The Palm phone is an accessory, not a primary device. It's for people who want to curb their smartphone addiction on weekends, vacations, etc., without completely disconnecting. It offers most of the features of a full-fledged smartphone in a form factor the size of credit card.
This Palm is not the Palm of old. The old Palm died, wholly and utterly, crushed by Apple and Google. It was bought by HP, kept afloat for about a year, and later sold off in pieces. WebOS went to LG, while the Palm brand hopped over to TCL, and later to a totally different California startup called, believe it or not, Palm.

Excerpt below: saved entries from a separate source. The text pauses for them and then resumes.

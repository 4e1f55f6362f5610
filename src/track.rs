use crate::encoding::{self, Encoding};
use crate::error::SrtError;
use crate::parser;
use crate::processor;
use crate::serialiser;
use crate::srt::Subtitle;

use std::io::{self, Write};
use std::path::{Path, PathBuf};

use chrono::Duration;
use log::{debug, info};

/// All subtitles of one SRT file, in file order.
///
/// Rows are never reordered or removed: deleting a subtitle only marks it,
/// so a row index stays valid for the lifetime of the track.
#[derive(Debug, Clone, Default, PartialEq, Eq)]
pub struct Track {
    pub filename: PathBuf,
    pub subtitles: Vec<Subtitle>,
    encoding: Encoding,
}

impl Track {
    pub fn parse(input: &str) -> Result<Self, SrtError> {
        Ok(Track {
            filename: PathBuf::new(),
            subtitles: parser::parse_document(input)?,
            encoding: Encoding::Utf8,
        })
    }

    /// Parses raw file contents, falling back to Latin-1 when they are not
    /// valid UTF-8.
    pub fn from_bytes(bytes: &[u8]) -> Result<Self, SrtError> {
        let (text, encoding) = encoding::decode(bytes);
        let mut track = Track::parse(&text)?;
        track.encoding = encoding;
        Ok(track)
    }

    pub fn load<P: AsRef<Path>>(path: P) -> Result<Self, SrtError> {
        let path = path.as_ref();
        let bytes = std::fs::read(path).map_err(|e| SrtError::io(path, e))?;
        let mut track = Track::from_bytes(&bytes)?;
        track.filename = path.to_path_buf();
        info!(
            "Loaded {} subtitles from '{}'",
            track.subtitles.len(),
            path.display()
        );
        Ok(track)
    }

    /// Replaces this track with the contents of `path`. On error the track is
    /// left as it was.
    pub fn reload<P: AsRef<Path>>(&mut self, path: P) -> Result<(), SrtError> {
        *self = Track::load(path)?;
        Ok(())
    }

    pub fn save<P: AsRef<Path>>(&self, path: P) -> Result<(), SrtError> {
        serialiser::serialise(&self.subtitles, path)
    }

    pub fn write_to<W: Write>(&self, writer: &mut W) -> io::Result<()> {
        serialiser::write_subs(writer, &self.subtitles)
    }

    pub fn to_srt(&self) -> String {
        self.live()
            .map(|(num, sub)| sub.to_block(num))
            .collect()
    }

    /// Live subtitles with the numbers they are written out with.
    pub fn live(&self) -> impl Iterator<Item = (usize, &Subtitle)> + '_ {
        processor::renumber(&self.subtitles)
    }

    pub fn len(&self) -> usize {
        self.subtitles.len()
    }

    pub fn is_empty(&self) -> bool {
        self.subtitles.is_empty()
    }

    pub fn encoding(&self) -> Encoding {
        self.encoding
    }

    /// Moves every subtitle, deleted ones included, by `offset`.
    pub fn shift(&mut self, offset: Duration) {
        debug!("Shifting {} subtitles by {}ms", self.len(), offset.num_milliseconds());
        for sub in &mut self.subtitles {
            sub.start = sub.start + offset;
            sub.end = sub.end + offset;
        }
    }

    /// Finds the first row whose text contains `needle`. With `after` set,
    /// only rows strictly after it are considered. The search does not wrap.
    pub fn search(&self, needle: &str, after: Option<usize>) -> Result<usize, SrtError> {
        if needle.is_empty() {
            return Err(SrtError::NotFound(String::new()));
        }
        let first = after.map_or(0, |row| row.saturating_add(1));
        self.subtitles
            .iter()
            .enumerate()
            .skip(first)
            .find(|(_, sub)| sub.text.contains(needle))
            .map(|(row, _)| row)
            .ok_or_else(|| SrtError::NotFound(needle.to_string()))
    }

    /// Flips the delete marker of the subtitle numbered `num` in the source
    /// file. Returns the new state, or `None` if there is no such subtitle.
    pub fn toggle_delete(&mut self, num: usize) -> Option<bool> {
        let sub = self.subtitles.iter_mut().find(|s| s.num == num)?;
        let deleted = sub.toggle_deleted();
        debug!("Subtitle #{} deleted: {}", num, deleted);
        Some(deleted)
    }

    /// Reads all text as Latin-1 bytes and converts it to UTF-8. Returns
    /// `false` without touching anything if the track is already Latin-1
    /// decoded.
    pub fn convert_from_latin1(&mut self) -> bool {
        if self.encoding == Encoding::Latin1 {
            return false;
        }
        for sub in &mut self.subtitles {
            sub.text = encoding::reinterpret_as_latin1(&sub.text);
        }
        self.encoding = Encoding::Latin1;
        info!("Converted {} subtitles from Latin-1", self.len());
        true
    }
}
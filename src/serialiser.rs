use crate::error::SrtError;
use crate::processor;
use crate::srt::Subtitle;

use std::io::{self, BufWriter, Write};
use std::path::Path;

use log::info;

/// Writes the live subtitles to `output`, replacing any existing file.
pub fn serialise<P: AsRef<Path>>(subs: &[Subtitle], output: P) -> Result<(), SrtError> {
    let path = output.as_ref();
    let file = std::fs::File::create(path).map_err(|e| SrtError::io(path, e))?;
    let mut writer = BufWriter::new(file);
    write_subs(&mut writer, subs).map_err(|e| SrtError::io(path, e))?;
    writer.flush().map_err(|e| SrtError::io(path, e))?;
    let deleted = processor::count_deleted(subs);
    info!(
        "Wrote {} subtitles to '{}' ({} deleted)",
        subs.len() - deleted,
        path.display(),
        deleted
    );
    Ok(())
}

pub fn write_subs<W: Write>(buf: &mut W, subs: &[Subtitle]) -> io::Result<()> {
    for (num, sub) in processor::renumber(subs) {
        write_sub(buf, num, sub)?;
    }
    Ok(())
}

pub fn write_sub<W: Write>(buf: &mut W, num: usize, sub: &Subtitle) -> io::Result<()> {
    buf.write_all(sub.to_block(num).as_bytes())
}
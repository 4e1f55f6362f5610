use std::borrow::Cow;

use log::warn;

const UTF8_BOM: &[u8] = b"\xEF\xBB\xBF";

/// Text encoding a track was decoded from.
#[derive(Debug, Clone, Copy, PartialEq, Eq, Default)]
pub enum Encoding {
    #[default]
    Utf8,
    /// ISO-8859-1. Every byte maps to the code point of the same value.
    Latin1,
}

/// Decodes raw file contents. UTF-8 is used when the bytes are valid UTF-8,
/// Latin-1 otherwise.
pub fn decode(bytes: &[u8]) -> (Cow<'_, str>, Encoding) {
    let bytes = bytes.strip_prefix(UTF8_BOM).unwrap_or(bytes);
    match std::str::from_utf8(bytes) {
        Ok(text) => (Cow::Borrowed(text), Encoding::Utf8),
        Err(err) => {
            warn!(
                "Input is not valid UTF-8 (at byte {}), reading it as Latin-1",
                err.valid_up_to()
            );
            (Cow::Owned(latin1_to_string(bytes)), Encoding::Latin1)
        }
    }
}

pub fn latin1_to_string(bytes: &[u8]) -> String {
    bytes.iter().map(|&b| char::from(b)).collect()
}

/// Reads the bytes of `text` as if they were Latin-1.
pub fn reinterpret_as_latin1(text: &str) -> String {
    latin1_to_string(text.as_bytes())
}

The new Palm's vision is to "bring people out of their tech and into their lives." The company hopes you'll put your main device down and instead carry around the diminutive Palm, which quite intentionally does less.
Does it succeed in that goal? Sort of.
When I showed the Palm phone to my daughter she promptly lost her mind. She snatched it from my hand and jumped up and down excitedly shrieking about how cute it is. This lasted for nearly 10 minutes. She asked if it was a small version of the iPhone X. I can see why she'd think so. She immediately wanted to know if should could use it instead of her larger phone. The answer to that is no, but not because I'm a mean dad. There's no doubt the Palm phone appeals to someone, even if that someone is perhaps younger than the intended market.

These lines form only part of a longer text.